Texto em que o autor apresenta e defende suas ideias e opiniões, a partir da interpretação de fatos e dados.
Moradia digna pede união de esfera pública e privada a movimento social
O centro da cidade de São Paulo está abandonado pelo poder público e sucateado pelo colapso das atividades econômicas que sempre o caracterizaram. Pandemia e recessão geraram um número recorde de imóveis fechados, há meses com placas de "aluga-se" e "vende-se" nas portas. Sem perspectiva de negócio.
Enquanto isso ocorre, o mesmo centro sofre uma calamidade em termos de moradia, com a multiplicação de cortiços e coabitações sem mínimas condições de segurança, higiene e dignidade, além de uma explosão demográfica de pessoas vivendo em situação de rua, em barracas tristes, montadas sob viadutos e em praças, como se vivêssemos em uma Woodstock distópica ou no cenário do "Ensaio sobre a Cegueira", romance de José Saramago.
O pior é que as pessoas e famílias submetidas a tais condições de moradia ainda pagam "aluguéis" caríssimos e vivem sob a ameaça permanente de despejos, inclusive aqueles feitos sob violência física irresistível. "Ou sai, ou sai!"
Terra sem lei e sem poder público? Parece, mas não é. A região central da maior cidade do Brasil é administrada pela subprefeitura da Sé e constitui-se dos distritos da Bela Vista, Bom Retiro, Cambuci, Consolação, Liberdade, República, Sé e Santa Cecília, sendo o endereço de 431.106 pessoas, segundo o censo do IBGE de 2010. A mesma pesquisa que, aliás, apontou a existência de 290 mil imóveis vazios em toda a cidade de São Paulo. É urgente que o poder público assuma sua responsabilidade, em vez de apenas assistir à tragédia instalada.
Esses imóveis vazios podem ser promovidos por uma legislação visando à sua reforma e readequação para fins de habitação, mediante uma regularização fundiária urbanística que garanta o direito constitucional à moradia formal, através de Programas de Locação Social com preços acessíveis na área central.

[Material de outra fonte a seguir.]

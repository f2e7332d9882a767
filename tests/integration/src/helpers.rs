//! Test helper utilities for integration tests

use crate::mock_providers::{ControlledSecretStore, RecordingSpeech, ScriptedCompletion};
use gateway_config::GatewayConfig;
use gateway_facade::{ConversationService, Gateway, GatewayBuilder};
use gateway_providers::InMemoryConversationStore;
use gateway_telemetry::GatewayMetrics;
use std::sync::{Arc, Once};
use tracing_subscriber::EnvFilter;

static TRACING: Once = Once::new();

/// Initialize tracing for tests (only once, and only with `TEST_LOG` set)
pub fn init_tracing() {
    TRACING.call_once(|| {
        if std::env::var("TEST_LOG").is_ok() {
            let _ = tracing_subscriber::fmt()
                .with_env_filter(EnvFilter::from_default_env())
                .with_test_writer()
                .try_init();
        }
    });
}

/// A gateway wired to controllable collaborators
pub struct TestGateway {
    /// The gateway under test
    pub gateway: Arc<Gateway>,
    /// Secret store behind the credential cache
    pub secrets: Arc<ControlledSecretStore>,
    /// Completion service
    pub completion: Arc<ScriptedCompletion>,
    /// Speech service
    pub speech: Arc<RecordingSpeech>,
    /// Metrics registry the gateway records into
    pub metrics: GatewayMetrics,
}

impl TestGateway {
    /// Build from the shared-secret fixture configuration
    pub fn new() -> Self {
        Self::with_config(crate::shared_secret_config())
    }

    /// Build from `config`
    pub fn with_config(config: GatewayConfig) -> Self {
        init_tracing();
        let secrets = ControlledSecretStore::with_defaults();
        let completion = ScriptedCompletion::new();
        let speech = RecordingSpeech::new();
        let metrics = GatewayMetrics::new().expect("metrics registry");

        let gateway = GatewayBuilder::new(config)
            .secret_source(secrets.clone())
            .completion(completion.clone())
            .speech(speech.clone())
            .metrics(metrics.clone())
            .build()
            .expect("gateway builds");

        Self {
            gateway: Arc::new(gateway),
            secrets,
            completion,
            speech,
            metrics,
        }
    }

    /// Chat service over a fresh conversation store
    pub fn conversations(&self) -> ConversationService {
        ConversationService::new(
            self.gateway.clone(),
            Arc::new(InMemoryConversationStore::new()),
        )
    }

    /// Rendered metrics
    pub fn rendered_metrics(&self) -> String {
        self.metrics.render().expect("metrics render")
    }
}

impl Default for TestGateway {
    fn default() -> Self {
        Self::new()
    }
}
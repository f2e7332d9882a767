//! Telemetry error types.

/// Telemetry error
#[derive(Debug, thiserror::Error)]
pub enum TelemetryError {
    /// Failed to initialize logging
    #[error("Failed to initialize logging: {0}")]
    Init(String),

    /// Metric registration or encoding failed
    #[error("Metrics error: {0}")]
    Metrics(#[from] prometheus::Error),

    /// Exposition output was not UTF-8
    #[error("Metrics encoding error: {0}")]
    Encode(String),
}
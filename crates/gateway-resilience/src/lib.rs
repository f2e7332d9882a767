//! # Gateway Resilience
//!
//! Resilience patterns guarding the gateway's outbound dependencies:
//! - Circuit breaker per dependency, with a single half-open probe
//! - Retry policy with exponential backoff and jitter
//! - Request coalescing for concurrent fetches of the same key
//! - An invoker combining breaker, attempt timeout, and retries

#![forbid(unsafe_code)]
#![warn(missing_docs)]

pub mod circuit_breaker;
pub mod invoker;
pub mod retry;
pub mod single_flight;

// Re-export main types
pub use circuit_breaker::{
    BreakerSet, BreakerSnapshot, CallPermit, CircuitBreaker, CircuitBreakerConfig, CircuitState,
};
pub use invoker::{AttemptOutcome, CallObserver, DependencyPolicy, ResilientInvoker};
pub use retry::{RetryConfig, RetryPolicy};
pub use single_flight::SingleFlight;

A criação de um Programa de Conversão de Impostos Municipais não pagos (IPTU e ISS) em moradias para famílias de menor renda, com base no modelo de concessão de uso por tempo determinado, permitiria aumentar a oferta de unidades habitacionais dignas, o que por si só já impactaria os preços dos aluguéis. Além de oferecer subsídios para famílias em condições de extrema vulnerabilidade.
À administração municipal competiria a organização de uma mesa de negociação envolvendo grandes devedores da cidade, arquitetos, urbanistas, movimentos de moradia, associações comerciais e de vizinhança, visando à cessão desse imóveis, devidamente requalificados, para serem transformados em moradia mediante pagamento de taxa de locação social pelos beneficiários do programa.
E há recursos para isso. O estoque da dívida ativa equivale a quase dois orçamentos anuais da capital. São R$ 130 bilhões divididos em 1,2 milhão de processos, que deixaram de ser pagos em impostos à prefeitura ao longo dos anos.
A inspiração para este ambicioso programa de moradia, que envolve negociação e diálogo, além do foco exclusivo na resolução do problema de moradia, é o Prouni, programa federal de incentivo à Educação, que converteu impostos não pagos por instituições privadas de ensino superior em vagas para alunos de menor renda.
É preciso reconhecer que não há hoje uma alternativa de produção habitacional que atenda às famílias de menor renda e que necessitam morar perto do trabalho, da escola, da creche, da Unidade Básica de Saúde, dos equipamentos culturais da cidade, da acessibilidade, enfim.
Com coragem, criatividade e negociação, contudo, pode-se vislumbrar uma saída humanitária e justa para todos. Cabe uma força-tarefa encabeçada pela prefeitura, Câmara Municipal, movimentos sociais e setor privado. Não precisamos e não devemos normalizar a vergonhosa transformação do centro da cidade mais rica do país em um infernal campo de refugiados. Moradia digna já.